*What you are asked to do:* Read through the lines below and copy the ones holding the string "enumerate".

*Extracted data:*
□ □ □

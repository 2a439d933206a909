use time::macros::format_description;
use time::Date;

use crate::ValidationError;

/// Parse a `YYYY-MM-DD` market date. A longer timestamp is accepted when it
/// starts with a calendar date (`2024-01-02T00:00:00` or `2024-01-02 00:00:00`).
pub fn parse_market_date(input: &str) -> Result<Date, ValidationError> {
    let trimmed = input.trim();
    let date_part = trimmed.get(..10).unwrap_or(trimmed);
    Date::parse(date_part, format_description!("[year]-[month]-[day]")).map_err(|_| {
        ValidationError::InvalidDate {
            value: input.to_owned(),
        }
    })
}

/// One daily OHLC observation.
#[derive(Debug, Clone, Copy, PartialEq)]
pub struct PriceRow {
    pub date: Date,
    pub open: f64,
    pub high: f64,
    pub low: f64,
    pub close: f64,
}

/// Column-oriented daily price history, chronologically ordered.
///
/// All columns always have the same length.
#[derive(Debug, Clone, PartialEq, Default)]
pub struct PriceHistory {
    dates: Vec<Date>,
    open: Vec<f64>,
    high: Vec<f64>,
    low: Vec<f64>,
    close: Vec<f64>,
}

impl PriceHistory {
    pub fn from_rows(rows: impl IntoIterator<Item = PriceRow>) -> Result<Self, ValidationError> {
        let rows = rows.into_iter();
        let (capacity, _) = rows.size_hint();
        let mut history = Self {
            dates: Vec::with_capacity(capacity),
            open: Vec::with_capacity(capacity),
            high: Vec::with_capacity(capacity),
            low: Vec::with_capacity(capacity),
            close: Vec::with_capacity(capacity),
        };

        for (index, row) in rows.enumerate() {
            validate_finite("Open", row.open)?;
            validate_finite("High", row.high)?;
            validate_finite("Low", row.low)?;
            validate_finite("Close", row.close)?;
            if history.dates.last().is_some_and(|previous| row.date < *previous) {
                return Err(ValidationError::UnorderedDates { index });
            }

            history.dates.push(row.date);
            history.open.push(row.open);
            history.high.push(row.high);
            history.low.push(row.low);
            history.close.push(row.close);
        }

        Ok(history)
    }

    pub fn len(&self) -> usize {
        self.dates.len()
    }

    pub fn is_empty(&self) -> bool {
        self.dates.is_empty()
    }

    pub fn dates(&self) -> &[Date] {
        &self.dates
    }

    pub fn open(&self) -> &[f64] {
        &self.open
    }

    pub fn high(&self) -> &[f64] {
        &self.high
    }

    pub fn low(&self) -> &[f64] {
        &self.low
    }

    pub fn close(&self) -> &[f64] {
        &self.close
    }
}

/// 52-week low/high bounds reported alongside a history.
#[derive(Debug, Clone, Copy, PartialEq)]
pub struct Range52 {
    pub min: f64,
    pub max: f64,
}

impl Range52 {
    pub fn new(min: f64, max: f64) -> Result<Self, ValidationError> {
        validate_finite("min52", min)?;
        validate_finite("max52", max)?;
        if min > max {
            return Err(ValidationError::InvalidRange {
                min: min.to_string(),
                max: max.to_string(),
            });
        }
        Ok(Self { min, max })
    }
}

/// Forecast prices for the days following the last history date.
#[derive(Debug, Clone, PartialEq, Default)]
pub struct Prediction {
    dates: Vec<Date>,
    prices: Vec<f64>,
}

impl Prediction {
    pub fn from_points(
        points: impl IntoIterator<Item = (Date, f64)>,
    ) -> Result<Self, ValidationError> {
        let mut prediction = Self::default();
        for (index, (date, price)) in points.into_iter().enumerate() {
            validate_finite("predicted_price", price)?;
            if prediction.dates.last().is_some_and(|previous| date < *previous) {
                return Err(ValidationError::UnorderedDates { index });
            }
            prediction.dates.push(date);
            prediction.prices.push(price);
        }
        Ok(prediction)
    }

    pub fn dates(&self) -> &[Date] {
        &self.dates
    }

    pub fn prices(&self) -> &[f64] {
        &self.prices
    }

    pub fn is_empty(&self) -> bool {
        self.prices.is_empty()
    }

    /// Mean predicted price, `None` for an empty forecast.
    pub fn average(&self) -> Option<f64> {
        if self.prices.is_empty() {
            return None;
        }
        Some(self.prices.iter().sum::<f64>() / self.prices.len() as f64)
    }

    pub fn max(&self) -> Option<f64> {
        self.prices.iter().copied().reduce(f64::max)
    }
}

fn validate_finite(field: &'static str, value: f64) -> Result<(), ValidationError> {
    if !value.is_finite() {
        return Err(ValidationError::NonFiniteValue { field });
    }
    Ok(())
}

#[cfg(test)]
mod tests {
    use time::macros::date;

    use super::*;

    fn row(date: Date, close: f64) -> PriceRow {
        PriceRow {
            date,
            open: close,
            high: close + 1.0,
            low: close - 1.0,
            close,
        }
    }

    #[test]
    fn parses_plain_and_timestamp_dates() {
        assert_eq!(parse_market_date("2024-01-01"), Ok(date!(2024 - 01 - 01)));
        assert_eq!(
            parse_market_date("2024-03-15T00:00:00"),
            Ok(date!(2024 - 03 - 15))
        );
        assert!(matches!(
            parse_market_date("01/02/2024"),
            Err(ValidationError::InvalidDate { .. })
        ));
    }

    #[test]
    fn history_columns_stay_aligned() {
        let history = PriceHistory::from_rows([
            row(date!(2024 - 01 - 01), 10.0),
            row(date!(2024 - 01 - 02), 11.0),
        ])
        .expect("ordered rows");

        assert_eq!(history.len(), 2);
        assert_eq!(history.high(), &[11.0, 12.0]);
        assert_eq!(history.low(), &[9.0, 10.0]);
        assert_eq!(history.dates().len(), history.close().len());
    }

    #[test]
    fn history_rejects_out_of_order_rows() {
        let error = PriceHistory::from_rows([
            row(date!(2024 - 01 - 02), 10.0),
            row(date!(2024 - 01 - 01), 11.0),
        ])
        .expect_err("dates go backwards");
        assert_eq!(error, ValidationError::UnorderedDates { index: 1 });
    }

    #[test]
    fn history_rejects_non_finite_prices() {
        let mut bad = row(date!(2024 - 01 - 01), 10.0);
        bad.high = f64::NAN;
        assert_eq!(
            PriceHistory::from_rows([bad]),
            Err(ValidationError::NonFiniteValue { field: "High" })
        );
    }

    #[test]
    fn range_requires_min_not_above_max() {
        assert!(Range52::new(0.5, 2.0).is_ok());
        assert!(matches!(
            Range52::new(3.0, 2.0),
            Err(ValidationError::InvalidRange { .. })
        ));
    }

    #[test]
    fn prediction_summary_statistics() {
        let prediction = Prediction::from_points([
            (date!(2024 - 01 - 02), 10.0),
            (date!(2024 - 01 - 03), 14.0),
            (date!(2024 - 01 - 04), 12.0),
        ])
        .expect("valid forecast");

        assert_eq!(prediction.average(), Some(12.0));
        assert_eq!(prediction.max(), Some(14.0));

        let empty = Prediction::default();
        assert_eq!(empty.average(), None);
        assert_eq!(empty.max(), None);
    }
}
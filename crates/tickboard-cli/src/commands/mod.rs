mod list;
mod prefetch;
mod show;

use std::sync::Arc;

use tickboard_core::{HttpClient, ReqwestHttpClient};
use tracing::debug;

use crate::cli::{Cli, Command};
use crate::error::CliError;

pub async fn run(cli: &Cli) -> Result<(), CliError> {
    let config = cli.config();
    debug!(?config, "resolved configuration");
    let client: Arc<dyn HttpClient> = Arc::new(ReqwestHttpClient::new());

    match &cli.command {
        Command::List => list::run(config, client).await,
        Command::Show(args) => show::run(args, config, client).await,
        Command::Prefetch => prefetch::run(config, client).await,
    }
}
use std::fmt::{Display, Formatter};

use thiserror::Error;

use crate::http_client::HttpError;

/// Validation errors raised while building domain values from remote payloads.
#[derive(Debug, Error, Clone, PartialEq, Eq)]
pub enum ValidationError {
    #[error("symbol cannot be empty")]
    EmptySymbol,

    #[error("date must be formatted as YYYY-MM-DD: '{value}'")]
    InvalidDate { value: String },
    #[error("dates must be in chronological order (at index {index})")]
    UnorderedDates { index: usize },

    #[error("field '{field}' must be finite")]
    NonFiniteValue { field: &'static str },
    #[error("52-week low {min} is above 52-week high {max}")]
    InvalidRange { min: String, max: String },
}

/// The two per-item data kinds fetched from the remote service.
#[derive(Debug, Clone, Copy, PartialEq, Eq, Hash)]
pub enum DataKind {
    History,
    Prediction,
}

impl DataKind {
    pub const fn as_str(self) -> &'static str {
        match self {
            Self::History => "history",
            Self::Prediction => "prediction",
        }
    }
}

impl Display for DataKind {
    fn fmt(&self, f: &mut Formatter<'_>) -> std::fmt::Result {
        f.write_str(self.as_str())
    }
}

/// A single history or prediction request that produced no usable data.
///
/// Recovered locally: the corresponding item field simply stays absent.
#[derive(Debug, Error, Clone, PartialEq, Eq)]
#[error("{kind} fetch for {symbol} failed: {reason}")]
pub struct FetchFailed {
    pub symbol: String,
    pub kind: DataKind,
    pub reason: String,
}

impl FetchFailed {
    pub fn new(symbol: impl Into<String>, kind: DataKind, reason: impl Into<String>) -> Self {
        Self {
            symbol: symbol.into(),
            kind,
            reason: reason.into(),
        }
    }
}

/// The list payload could not be turned into a catalog. Fatal to startup.
#[derive(Debug, Error, Clone, PartialEq, Eq)]
pub enum CatalogLoadError {
    #[error("list request failed: {0}")]
    Transport(#[from] HttpError),
    #[error("list endpoint returned status {status}")]
    Status { status: u16 },
    #[error("list payload is not valid JSON: {message}")]
    Decode { message: String },
    #[error("list payload must be a JSON object keyed by symbol")]
    NotAMapping,
    #[error("entry '{symbol}' must be a JSON object")]
    EntryNotAnObject { symbol: String },
    #[error("entry '{symbol}' is missing required field '{field}'")]
    MissingField { symbol: String, field: &'static str },
    #[error("list payload contains an empty symbol key")]
    EmptySymbol,
}

impl From<serde_json::Error> for CatalogLoadError {
    fn from(error: serde_json::Error) -> Self {
        Self::Decode {
            message: error.to_string(),
        }
    }
}

/// Top-level error type for core operations.
#[derive(Debug, Error)]
pub enum CoreError {
    #[error(transparent)]
    Validation(#[from] ValidationError),

    #[error(transparent)]
    CatalogLoad(#[from] CatalogLoadError),

    #[error(transparent)]
    Fetch(#[from] FetchFailed),

    #[error("dashboard event loop has stopped")]
    Stopped,
}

□ □ □

*Reply:*
        for (index, row) in rows.enumerate() {
        for (index, (date, price)) in points.into_iter().enumerate() {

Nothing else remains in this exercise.